Figure 2. How the "gray market" interrupts the standard drug supply chain
Source: Tomsic, 2013
Although pharmacies are under contract to sell to various healthcare organizations, some pharmacies take advantage of drug shortages to exploit the system. For instance, according to Tomsic, "Some small pharmacies break their contracts and sell to secondary, or gray market. We've seen where a drug may be sold in the gray market five or six times in the course of a day" (2013, para. 3). Likewise, Cherici, McGinnis & Russell (2011) report that, "When critical medications are not available through hospitals' usual channels of distribution, unscrupulous gray market distributors [are] quick to jump in with supplies of these drugs that they are more than willing to sell to healthcare providers at exorbitant costs" (para. 3). The price for the pharmaceutical increases as it is handled by each of these secondary distributors, sometimes inflating the price as much as ten times the original amount (Tomsic, 2013). As can be seen in the process illustrated in Figure 2 above, pharmaceuticals may go through several intermediaries before ever reaching their final destination. In this regard, Tomsic reports that, "One wholesaler sells it to a second, then a third, and so on -- sometimes without the drugs actually changing hands. They're paper transactions used to jack up the price. The price can go up easily 20, 30, 40 times in a day!" (p.
The gray market also includes so-called "drug tourists"; these tourists are U.S. citizens that travel abroad, generally to Mexico but also to South America and even the Netherlands, to purchase legal pharmaceuticals for recreational purposes (Valdez & Sifaneck, 2008). In this regard, Conlan (2009) reports that, "Millions of people are buying what are advertised as bargain-rate prescription drugs from offshore Web sites. Countless others are visiting Mexico, where prescriptions are not required for most medicines and are easily obtained for controlled substances, including OxyContin" (p. 32). The "Mexican connection" is especially troublesome for policymakers because of their different laws and lower costs for pharmaceuticals. For example, according to Valdez and Sifaneck, "Drug tourism along the U.S.-Mexican border is driven by the inexpensive costs of these substances, legal access to drugs whose distribution is loosely controlled in Mexico, and the close physical proximity of Mexico to the United States" (2008, p. 880).

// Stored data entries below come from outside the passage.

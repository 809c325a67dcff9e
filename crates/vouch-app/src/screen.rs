//! Screens
//!
//! Exactly one [`Screen`] is current; it is what the user sees and it only
//! changes through the transition function.

use serde::Serialize;

use crate::address::ServerAddress;

/// Every screen of the client.
#[derive(Clone, Debug, Default, PartialEq, Eq, Serialize)]
pub enum Screen {
    /// SDK is starting up
    #[default]
    Initialization,
    /// First-run welcome with register and restore options
    RegistrationIntro,
    /// Enter the application address
    ApplicationAddress,
    /// Liveness registration
    RegisterAccount,
    /// Choose manual or QR connection
    ConnectionSelection,
    /// Scan a server QR code
    QrCodeReader,
    /// Type a server address
    ManualConnection,
    /// Waiting for a connection attempt
    ServerConnectionProcessing {
        /// Server being connected to
        server_address: ServerAddress,
    },
    /// Hub of every flow
    ActionSelection,
    /// Choose what to verify
    VerifyCredential,
    /// Email verification intro
    VerifyEmailStart,
    /// Email verification running in the SDK
    EmailFlow,
    /// Email verification finished
    VerifyEmailResult {
        /// Outcome
        success: bool,
    },
    /// Document verification intro
    VerifyDocumentStart,
    /// Document capture running in the SDK
    DocumentFlow,
    /// Document verification finished
    VerifyDocumentResult {
        /// Outcome
        success: bool,
    },
    /// Custom credential intro
    GetCustomCredentialStart,
    /// Custom credential issued or not
    GetCustomCredentialResult {
        /// Outcome
        success: bool,
    },
    /// Choose what to share
    ShareCredential,
    /// Accept or reject sharing the email credential
    ShareEmailStart,
    /// Email sharing finished
    ShareEmailResult {
        /// Outcome
        success: bool,
    },
    /// Accept or reject sharing the document credential
    ShareDocumentStart,
    /// Document sharing finished
    ShareDocumentResult {
        /// Outcome
        success: bool,
    },
    /// Accept or reject sharing custom credentials
    ShareCustomStart,
    /// Custom sharing finished
    ShareCustomResult {
        /// Outcome
        success: bool,
    },
    /// Accept or reject an authentication request
    AuthStart,
    /// Authentication finished
    AuthResult {
        /// Outcome
        success: bool,
        /// Reason shown on failure
        error_message: Option<String>,
    },
    /// Accept or reject signing a document
    DocSignStart,
    /// Signing finished
    DocSignResult {
        /// Outcome
        success: bool,
    },
    /// Backup intro
    BackupStart,
    /// Backup running in the SDK
    BackupFlow,
    /// Backup finished
    BackupResult {
        /// Outcome
        success: bool,
    },
    /// Restore intro
    RestoreStart,
    /// Restore running in the SDK
    RestoreFlow,
    /// Restore finished
    RestoreResult {
        /// Outcome
        success: bool,
    },
}

/// Flow family a screen belongs to.
#[derive(Clone, Copy, Debug, PartialEq, Eq, Hash, Serialize)]
pub enum FlowFamily {
    /// Initialization through account registration
    Onboarding,
    /// Connection selection through connecting
    ServerConnection,
    /// The hub
    ActionSelection,
    /// Authenticate
    Authenticate,
    /// Verify email, document or custom credential
    VerifyCredential,
    /// Share email, document or custom credential
    ShareCredential,
    /// Sign a document
    SignDocument,
    /// Backup and restore
    BackupRestore,
}

impl Screen {
    /// Flow family of this screen.
    pub fn family(&self) -> FlowFamily {
        match self {
            Self::Initialization
            | Self::RegistrationIntro
            | Self::ApplicationAddress
            | Self::RegisterAccount => FlowFamily::Onboarding,
            Self::ConnectionSelection
            | Self::QrCodeReader
            | Self::ManualConnection
            | Self::ServerConnectionProcessing { .. } => FlowFamily::ServerConnection,
            Self::ActionSelection => FlowFamily::ActionSelection,
            Self::AuthStart | Self::AuthResult { .. } => FlowFamily::Authenticate,
            Self::VerifyCredential
            | Self::VerifyEmailStart
            | Self::EmailFlow
            | Self::VerifyEmailResult { .. }
            | Self::VerifyDocumentStart
            | Self::DocumentFlow
            | Self::VerifyDocumentResult { .. }
            | Self::GetCustomCredentialStart
            | Self::GetCustomCredentialResult { .. } => FlowFamily::VerifyCredential,
            Self::ShareCredential
            | Self::ShareEmailStart
            | Self::ShareEmailResult { .. }
            | Self::ShareDocumentStart
            | Self::ShareDocumentResult { .. }
            | Self::ShareCustomStart
            | Self::ShareCustomResult { .. } => FlowFamily::ShareCredential,
            Self::DocSignStart | Self::DocSignResult { .. } => FlowFamily::SignDocument,
            Self::BackupStart
            | Self::BackupFlow
            | Self::BackupResult { .. }
            | Self::RestoreStart
            | Self::RestoreFlow
            | Self::RestoreResult { .. } => FlowFamily::BackupRestore,
        }
    }

    /// Terminal result screens of a flow.
    pub fn is_result(&self) -> bool {
        matches!(
            self,
            Self::VerifyEmailResult { .. }
                | Self::VerifyDocumentResult { .. }
                | Self::GetCustomCredentialResult { .. }
                | Self::ShareEmailResult { .. }
                | Self::ShareDocumentResult { .. }
                | Self::ShareCustomResult { .. }
                | Self::AuthResult { .. }
                | Self::DocSignResult { .. }
                | Self::BackupResult { .. }
                | Self::RestoreResult { .. }
        )
    }

    /// Stable name for logs and the demo trace.
    pub fn name(&self) -> &'static str {
        match self {
            Self::Initialization => "Initialization",
            Self::RegistrationIntro => "RegistrationIntro",
            Self::ApplicationAddress => "ApplicationAddress",
            Self::RegisterAccount => "RegisterAccount",
            Self::ConnectionSelection => "ConnectionSelection",
            Self::QrCodeReader => "QrCodeReader",
            Self::ManualConnection => "ManualConnection",
            Self::ServerConnectionProcessing { .. } => "ServerConnectionProcessing",
            Self::ActionSelection => "ActionSelection",
            Self::VerifyCredential => "VerifyCredential",
            Self::VerifyEmailStart => "VerifyEmailStart",
            Self::EmailFlow => "EmailFlow",
            Self::VerifyEmailResult { .. } => "VerifyEmailResult",
            Self::VerifyDocumentStart => "VerifyDocumentStart",
            Self::DocumentFlow => "DocumentFlow",
            Self::VerifyDocumentResult { .. } => "VerifyDocumentResult",
            Self::GetCustomCredentialStart => "GetCustomCredentialStart",
            Self::GetCustomCredentialResult { .. } => "GetCustomCredentialResult",
            Self::ShareCredential => "ShareCredential",
            Self::ShareEmailStart => "ShareEmailStart",
            Self::ShareEmailResult { .. } => "ShareEmailResult",
            Self::ShareDocumentStart => "ShareDocumentStart",
            Self::ShareDocumentResult { .. } => "ShareDocumentResult",
            Self::ShareCustomStart => "ShareCustomStart",
            Self::ShareCustomResult { .. } => "ShareCustomResult",
            Self::AuthStart => "AuthStart",
            Self::AuthResult { .. } => "AuthResult",
            Self::DocSignStart => "DocSignStart",
            Self::DocSignResult { .. } => "DocSignResult",
            Self::BackupStart => "BackupStart",
            Self::BackupFlow => "BackupFlow",
            Self::BackupResult { .. } => "BackupResult",
            Self::RestoreStart => "RestoreStart",
            Self::RestoreFlow => "RestoreFlow",
            Self::RestoreResult { .. } => "RestoreResult",
        }
    }
}

impl std::fmt::Display for Screen {
    fn fmt(&self, f: &mut std::fmt::Formatter<'_>) -> std::fmt::Result {
        match self {
            Self::AuthResult {
                success,
                error_message: Some(reason),
            } => write!(f, "AuthResult(success={success}, error={reason:?})"),
            Self::AuthResult { success, .. }
            | Self::VerifyEmailResult { success }
            | Self::VerifyDocumentResult { success }
            | Self::GetCustomCredentialResult { success }
            | Self::ShareEmailResult { success }
            | Self::ShareDocumentResult { success }
            | Self::ShareCustomResult { success }
            | Self::DocSignResult { success }
            | Self::BackupResult { success }
            | Self::RestoreResult { success } => {
                write!(f, "{}(success={success})", self.name())
            }
            Self::ServerConnectionProcessing { server_address } => {
                write!(f, "{}({})", self.name(), server_address.abbreviated())
            }
            _ => f.write_str(self.name()),
        }
    }
}
//! Pass/fail thresholds over aggregate run metrics
//!
//! Thresholds use the k6 expression syntax: `rate < 0.01` for the request
//! failure rate, and `p(95) < 1000`, `avg <= 200`, `med < 300`, `min > 0`,
//! `max < 5000` for request durations in milliseconds. Evaluation happens
//! once, after the run completes.

use std::collections::BTreeMap;
use std::fmt;

use serde::{Deserialize, Serialize};

use crate::error::{Result, SiteloadError};
use crate::outcome::{RequestOutcome, DEFAULT_SUCCESS_STATUSES};
use crate::summary::{duration_percentile_ms, failure_rate};

/// Metric a threshold applies to
#[derive(Debug, Clone, Copy, PartialEq, Eq, PartialOrd, Ord, Hash, Serialize, Deserialize)]
#[serde(rename_all = "snake_case")]
pub enum Metric {
    /// Fraction of requests whose status is outside the success set
    HttpReqFailed,
    /// Request duration in milliseconds
    HttpReqDuration,
}

impl Metric {
    pub fn as_str(&self) -> &'static str {
        match self {
            Metric::HttpReqFailed => "http_req_failed",
            Metric::HttpReqDuration => "http_req_duration",
        }
    }

    /// Accepts the k6 metric names and the descriptive aliases
    pub fn from_name(name: &str) -> Option<Self> {
        match name.trim() {
            "http_req_failed" | "request_failure_rate" => Some(Metric::HttpReqFailed),
            "http_req_duration" | "request_duration" | "request_duration_p95" => {
                Some(Metric::HttpReqDuration)
            }
            _ => None,
        }
    }
}

/// How the metric's samples are reduced to one number
#[derive(Debug, Clone, Copy, PartialEq, Serialize, Deserialize)]
#[serde(rename_all = "snake_case")]
pub enum Aggregation {
    Rate,
    Avg,
    Min,
    Max,
    Med,
    Percentile(f64),
}

impl Aggregation {
    fn parse(s: &str) -> Option<Self> {
        let s = s.trim();
        match s {
            "rate" => return Some(Aggregation::Rate),
            "avg" => return Some(Aggregation::Avg),
            "min" => return Some(Aggregation::Min),
            "max" => return Some(Aggregation::Max),
            "med" => return Some(Aggregation::Med),
            _ => {}
        }

        let inner = s.strip_prefix("p(")?.strip_suffix(')')?;
        let p: f64 = inner.trim().parse().ok()?;
        if (0.0..=100.0).contains(&p) {
            Some(Aggregation::Percentile(p))
        } else {
            None
        }
    }

    fn applies_to(&self, metric: Metric) -> bool {
        match metric {
            Metric::HttpReqFailed => matches!(self, Aggregation::Rate),
            Metric::HttpReqDuration => !matches!(self, Aggregation::Rate),
        }
    }
}

impl fmt::Display for Aggregation {
    fn fmt(&self, f: &mut fmt::Formatter<'_>) -> fmt::Result {
        match self {
            Aggregation::Rate => write!(f, "rate"),
            Aggregation::Avg => write!(f, "avg"),
            Aggregation::Min => write!(f, "min"),
            Aggregation::Max => write!(f, "max"),
            Aggregation::Med => write!(f, "med"),
            Aggregation::Percentile(p) => write!(f, "p({})", p),
        }
    }
}

#[derive(Debug, Clone, Copy, PartialEq, Eq, Serialize, Deserialize)]
pub enum Comparison {
    Lt,
    Le,
    Gt,
    Ge,
    Eq,
    Ne,
}

impl Comparison {
    // Two-character operators first so "<=" is not read as "<"
    const TOKENS: [(&'static str, Comparison); 6] = [
        ("<=", Comparison::Le),
        (">=", Comparison::Ge),
        ("==", Comparison::Eq),
        ("!=", Comparison::Ne),
        ("<", Comparison::Lt),
        (">", Comparison::Gt),
    ];

    pub fn as_str(&self) -> &'static str {
        match self {
            Comparison::Lt => "<",
            Comparison::Le => "<=",
            Comparison::Gt => ">",
            Comparison::Ge => ">=",
            Comparison::Eq => "==",
            Comparison::Ne => "!=",
        }
    }

    pub fn holds(&self, observed: f64, bound: f64) -> bool {
        match self {
            Comparison::Lt => observed < bound,
            Comparison::Le => observed <= bound,
            Comparison::Gt => observed > bound,
            Comparison::Ge => observed >= bound,
            Comparison::Eq => observed == bound,
            Comparison::Ne => observed != bound,
        }
    }
}

/// One pass/fail criterion, e.g. `http_req_duration: p(95) < 1000`
#[derive(Debug, Clone, PartialEq, Serialize, Deserialize)]
pub struct Threshold {
    pub metric: Metric,
    pub aggregation: Aggregation,
    pub comparison: Comparison,
    pub bound: f64,
}

impl Threshold {
    /// Parse an expression such as `p(95) < 1000` for `metric`
    pub fn parse(metric: Metric, expr: &str) -> Result<Self> {
        let invalid = |reason: &str| SiteloadError::Threshold {
            expr: format!("{}: {}", metric.as_str(), expr),
            reason: reason.to_string(),
        };

        let (pos, token, comparison) = Comparison::TOKENS
            .iter()
            .filter_map(|(tok, cmp)| expr.find(*tok).map(|pos| (pos, *tok, *cmp)))
            .min_by_key(|(pos, tok, _)| (*pos, std::cmp::Reverse(tok.len())))
            .ok_or_else(|| invalid("missing comparison operator"))?;

        let aggregation = Aggregation::parse(&expr[..pos])
            .ok_or_else(|| invalid("unknown aggregation"))?;
        if !aggregation.applies_to(metric) {
            return Err(invalid(&format!("'{}' does not apply to {}", aggregation, metric.as_str())));
        }

        let raw_bound = expr[pos + token.len()..].trim();
        let raw_bound = raw_bound.strip_suffix("ms").unwrap_or(raw_bound).trim();
        let bound: f64 = raw_bound.parse().map_err(|_| invalid("bound is not a number"))?;
        if !bound.is_finite() {
            return Err(invalid("bound is not finite"));
        }

        Ok(Self {
            metric,
            aggregation,
            comparison,
            bound,
        })
    }

    /// Expression text, e.g. `p(95) < 1000`
    pub fn expr(&self) -> String {
        format!("{} {} {}", self.aggregation, self.comparison.as_str(), self.bound)
    }

    /// Observed aggregate for this threshold; `None` when nothing was recorded
    pub fn observe(&self, outcomes: &[RequestOutcome], success_statuses: &[u16]) -> Option<f64> {
        if outcomes.is_empty() {
            return None;
        }
        let durations = || outcomes.iter().map(|o| o.duration_ms());
        match self.aggregation {
            Aggregation::Rate => failure_rate(outcomes, success_statuses),
            Aggregation::Avg => Some(durations().sum::<f64>() / outcomes.len() as f64),
            Aggregation::Min => durations().reduce(f64::min),
            Aggregation::Max => durations().reduce(f64::max),
            Aggregation::Med => duration_percentile_ms(outcomes, 50.0),
            Aggregation::Percentile(p) => duration_percentile_ms(outcomes, p),
        }
    }
}

impl fmt::Display for Threshold {
    fn fmt(&self, f: &mut fmt::Formatter<'_>) -> fmt::Result {
        write!(f, "{}: {}", self.metric.as_str(), self.expr())
    }
}

/// Outcome of one threshold
#[derive(Debug, Clone, PartialEq, Serialize, Deserialize)]
pub struct ThresholdResult {
    pub threshold: Threshold,
    /// `None` when no requests were recorded
    pub observed: Option<f64>,
    pub passed: bool,
}

/// Thresholds plus the status codes that count as success
#[derive(Debug, Clone, PartialEq, Serialize, Deserialize)]
pub struct ThresholdSet {
    pub thresholds: Vec<Threshold>,
    pub success_statuses: Vec<u16>,
}

impl ThresholdSet {
    pub fn new(thresholds: Vec<Threshold>) -> Self {
        Self {
            thresholds,
            success_statuses: DEFAULT_SUCCESS_STATUSES.to_vec(),
        }
    }

    /// Build from the k6 layout: metric name -> list of expressions
    pub fn from_map(map: &BTreeMap<String, Vec<String>>) -> Result<Self> {
        let mut thresholds = Vec::new();
        for (name, exprs) in map {
            let metric = Metric::from_name(name).ok_or_else(|| SiteloadError::Threshold {
                expr: name.clone(),
                reason: "unknown metric".to_string(),
            })?;
            for expr in exprs {
                thresholds.push(Threshold::parse(metric, expr)?);
            }
        }
        Ok(Self::new(thresholds))
    }

    /// Smoke defaults: under 1% failures, p95 under 500ms
    pub fn smoke() -> Self {
        Self::defaults(500.0)
    }

    /// Load defaults: under 1% failures, p95 under 1000ms
    pub fn load() -> Self {
        Self::defaults(1000.0)
    }

    fn defaults(p95_bound_ms: f64) -> Self {
        Self::new(vec![
            Threshold {
                metric: Metric::HttpReqFailed,
                aggregation: Aggregation::Rate,
                comparison: Comparison::Lt,
                bound: 0.01,
            },
            Threshold {
                metric: Metric::HttpReqDuration,
                aggregation: Aggregation::Percentile(95.0),
                comparison: Comparison::Lt,
                bound: p95_bound_ms,
            },
        ])
    }

    pub fn with_success_statuses(mut self, statuses: Vec<u16>) -> Self {
        self.success_statuses = statuses;
        self
    }
}

/// Evaluate every threshold against the recorded outcomes.
///
/// With zero outcomes every threshold passes vacuously.
pub fn evaluate(outcomes: &[RequestOutcome], thresholds: &ThresholdSet) -> Vec<ThresholdResult> {
    thresholds
        .thresholds
        .iter()
        .map(|threshold| {
            let observed = threshold.observe(outcomes, &thresholds.success_statuses);
            let passed = observed.map_or(true, |value| threshold.comparison.holds(value, threshold.bound));
            ThresholdResult {
                threshold: threshold.clone(),
                observed,
                passed,
            }
        })
        .collect()
}

/// True when every result passed
pub fn all_passed(results: &[ThresholdResult]) -> bool {
    results.iter().all(|r| r.passed)
}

The purchase of pharmaceuticals is legal in Mexico when foreigners have a prescription from a Mexican physician or dentist and American citizens are allowed to bring a 3-month supply of an unlimited number of prescriptions back with them to the United States (Valdez & Sifaneck, 2008). Indeed, hundreds of thousands of American citizens live in close geographic proximity to Mexican border cities, making access to pharmaceuticals that much easier (Valdez & Sifaneck, 2008). In this regard, Valdez and Sifaneck report that, "The drugs are particularly accessible to prescription drug users in the southwestern United States, who live only a few hours away in Mexican border cities such as Nuevo Laredo, Tijuana (San Diego), Nogales (Tucson), Juarez (El Paso), and Matamoros (Brownsville)" (2008, p. 880).